Северные Огни
Литературный проект Тараса Бурмистрова

  ГЛАВНАЯ СТРАНИЦА СОДЕРЖАНИЕ САЙТА ПОСЛЕДНИЕ ОБНОВЛЕНИЯ

«Записки из Поднебесной» (путевые заметки)
«Россия и Запад» (антология русской поэзии)
«Вечерняя земля» (цикл рассказов)
«Соответствия» (коллекция эссе)
«Путешествие по городу» (повесть)
«Полемика и переписка»
Стихотворения
В продаже на Amazon.com:






Всемирная славянская империя. Глава 5.

    Чаадаевский «выстрел, раздавшийся в темную ночь» пробудил давно уже зревшие в русском обществе славянофильские настроения. Своим «Письмом» мыслитель выпустил, так сказать, джина из бутылки, и потом, уже не в силах повлиять на него, мог только иронизировать над крайностями, в которые впадали ревнители нового вероучения. Но и до 1836 года будущие славянофилы уже высказывали многие свои основополагающие тезисы. Предыстория славянофильства, как общественного движения, начинается с поражения декабристов на Сенатской площади: это была еще одна, особая попытка выйти из тупика, в котором оказалась тогда русская мысль и русская действительность.

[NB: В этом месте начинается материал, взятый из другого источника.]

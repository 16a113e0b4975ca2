use std::path::PathBuf;
use std::process::ExitCode;
use std::sync::Arc;
use std::time::Duration;

use clap::{Parser, Subcommand};
use shadowbox::{
    DesignSnapshot, DirAssetStore, DirOrderStore, JobRegistry, JobStatus, ProductionConfig,
    ProductionError, ProductionPipeline,
};

#[derive(Parser, Debug)]
#[command(version, about = "Print layers, cut paths and sheets for shadowbox trading cards")]
struct Cli {
    /// JSON file with ProductionConfig overrides.
    #[arg(long, global = true)]
    config: Option<PathBuf>,

    /// Write JSONL stage timings here.
    #[arg(long, global = true)]
    perf_log: Option<PathBuf>,

    /// Raise log verbosity (-v info, -vv debug, -vvv trace).
    #[arg(short, long, action = clap::ArgAction::Count, global = true)]
    verbose: u8,

    #[command(subcommand)]
    command: Command,
}

#[derive(Subcommand, Debug)]
enum Command {
    /// Produce every card and sheet of one order.
    Order {
        order_id: String,
        /// Directory holding `<order_id>.json` records.
        #[arg(long)]
        orders: PathBuf,
        /// Local mirror of the asset bucket.
        #[arg(long)]
        assets: PathBuf,
        #[arg(long)]
        out: PathBuf,
        /// Remove the order's output directory first.
        #[arg(long, default_value_t = false)]
        clean: bool,
        /// Run on a worker and poll its status.
        #[arg(long, default_value_t = false)]
        background: bool,
    },
    /// Produce the layers and cut paths of a single design.
    Card {
        design: PathBuf,
        #[arg(long)]
        assets: PathBuf,
        #[arg(long)]
        out: PathBuf,
    },
    /// Gang designs three to a sheet.
    Batch {
        #[arg(required = true)]
        designs: Vec<PathBuf>,
        #[arg(long)]
        assets: PathBuf,
        #[arg(long)]
        out: PathBuf,
    },
    /// Print the effective configuration.
    Config,
}

fn init_logging(verbose: u8) {
    let level = match verbose {
        0 => "warn",
        1 => "info",
        2 => "debug",
        _ => "trace",
    };
    env_logger::Builder::from_env(env_logger::Env::default().default_filter_or(level)).init();
}

fn load_config(cli: &Cli) -> Result<ProductionConfig, ProductionError> {
    let config = match &cli.config {
        Some(path) => ProductionConfig::from_json_file(path)?,
        None => ProductionConfig::default(),
    };
    let mut config = config.with_env_overrides();
    if let Some(path) = &cli.perf_log {
        config.perf_log = Some(path.clone());
    }
    config.validate()?;
    Ok(config)
}

fn pipeline(config: ProductionConfig, assets: PathBuf) -> Result<ProductionPipeline, ProductionError> {
    ProductionPipeline::builder()
        .config(config)
        .asset_store(DirAssetStore::new(assets))
        .build()
}

fn run(cli: Cli) -> Result<ExitCode, ProductionError> {
    let config = load_config(&cli)?;
    match cli.command {
        Command::Config => {
            println!("{}", serde_json::to_string_pretty(&config)?);
            Ok(ExitCode::SUCCESS)
        }
        Command::Card {
            design,
            assets,
            out,
        } => {
            let text = std::fs::read_to_string(&design)?;
            let design = DesignSnapshot::from_json_str(&text)?;
            let card = pipeline(config, assets)?.process_card(0, &design, &out)?;
            for warning in &card.warnings {
                eprintln!("warning: {warning}");
            }
            for file in &card.files {
                println!("{}", file.display());
            }
            Ok(ExitCode::SUCCESS)
        }
        Command::Batch {
            designs,
            assets,
            out,
        } => {
            let designs = designs
                .iter()
                .map(|path| {
                    let text = std::fs::read_to_string(path)?;
                    DesignSnapshot::from_json_str(&text)
                })
                .collect::<Result<Vec<_>, ProductionError>>()?;
            let batch = pipeline(config, assets)?.process_batch(&designs, &out)?;
            for file in &batch.files {
                println!("{}", file.display());
            }
            Ok(ExitCode::SUCCESS)
        }
        Command::Order {
            order_id,
            orders,
            assets,
            out,
            clean,
            background,
        } => {
            let pipeline = Arc::new(pipeline(config, assets)?);
            let store = DirOrderStore::new(orders);
            let registry = JobRegistry::new();
            let order_dir = ProductionPipeline::order_dir(&out, &order_id)?;
            let job_id = order_id.clone();
            registry.start(&order_id, order_dir, clean, move || {
                pipeline
                    .process_order(&store, &job_id, &out)
                    .map(|output| output.files)
            })?;

            let status = if background {
                loop {
                    match registry.status(&order_id) {
                        Some(status) if status.is_finished() => break Some(status),
                        Some(status) => log::info!("order {order_id}: {status:?}"),
                        None => break None,
                    }
                    std::thread::sleep(Duration::from_millis(250));
                }
            } else {
                registry.wait(&order_id)
            };
            match status {
                Some(JobStatus::Completed { output_dir, files }) => {
                    println!("{} ({} files)", output_dir.display(), files.len());
                    Ok(ExitCode::SUCCESS)
                }
                Some(JobStatus::Failed { error }) => {
                    eprintln!("order {order_id} failed: {error}");
                    Ok(ExitCode::FAILURE)
                }
                other => {
                    eprintln!("order {order_id} ended in unexpected state {other:?}");
                    Ok(ExitCode::FAILURE)
                }
            }
        }
    }
}

fn main() -> ExitCode {
    let cli = Cli::parse();
    init_logging(cli.verbose);
    match run(cli) {
        Ok(code) => code,
        Err(err) => {
            eprintln!("error: {err}");
            ExitCode::FAILURE
        }
    }
}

    Представители этого направления долгое время избегали называть себя «славянофилами»; этот термин был внедрен в обиход их идейными противниками, Белинским и Герценом, и звучал поначалу как насмешливая кличка. Само по себе это название, надо сказать, не слишком удачно. Как я уже упоминал, политические симпатии к западным славянам изначально не входили в славянофильский «символ веры», они появились лишь на более позднем этапе этого движения. Сам термин «славянофил» означал вначале просто «поборник старины». Белинский взял его из эпохи борьбы «карамзинистов» и «шишковистов»: адмирал А. С. Шишков, бывший также писателем, министром народного просвещения и президентом Академии Наук, выступал за усиленное культивирование архаических тенденций в русской литературе, которая, как он считал, должна ориентироваться в первую очередь на старославянский язык. Батюшков в связи с этим изобразил его в своем сатирическом «Видении на брегах Леты» в виде «бледной тени», которая говорит о своих коллегах-академиках:

    Стихи их хоть немножко жестки,

    Но истинно варяго-росски, -

    а о себе – «аз есмь зело славенофил». Тремя годами позже появился знаменитый «Опасный сосед» В. Л. Пушкина (дяди Александра Сергеевича), в котором архаист Шишков фигурирует как «Варяго Росс, угрюмый наш певец» и «славянофилов кум». Иронический оттенок этого наименования сохранился и в 1840-х годах, когда оно стало обозначать новоиспеченное движение. Славянофилы действительно последовательно выступали за возрождение общественного устройства Древней Руси, искаженного, как они считали, петровскими реформами. Со временем, когда прижившийся термин утратил свою насмешливую окраску и приобрел более нейтральное звучание, они смирились с ним; впрочем, в то время первоначальный смысл его уже был утрачен, и слово «славянофил» стало пониматься буквально. Как бы поддавшись этому лингвистическому гипнозу, сами славянофилы стали тогда больше уделять внимания судьбам славянства.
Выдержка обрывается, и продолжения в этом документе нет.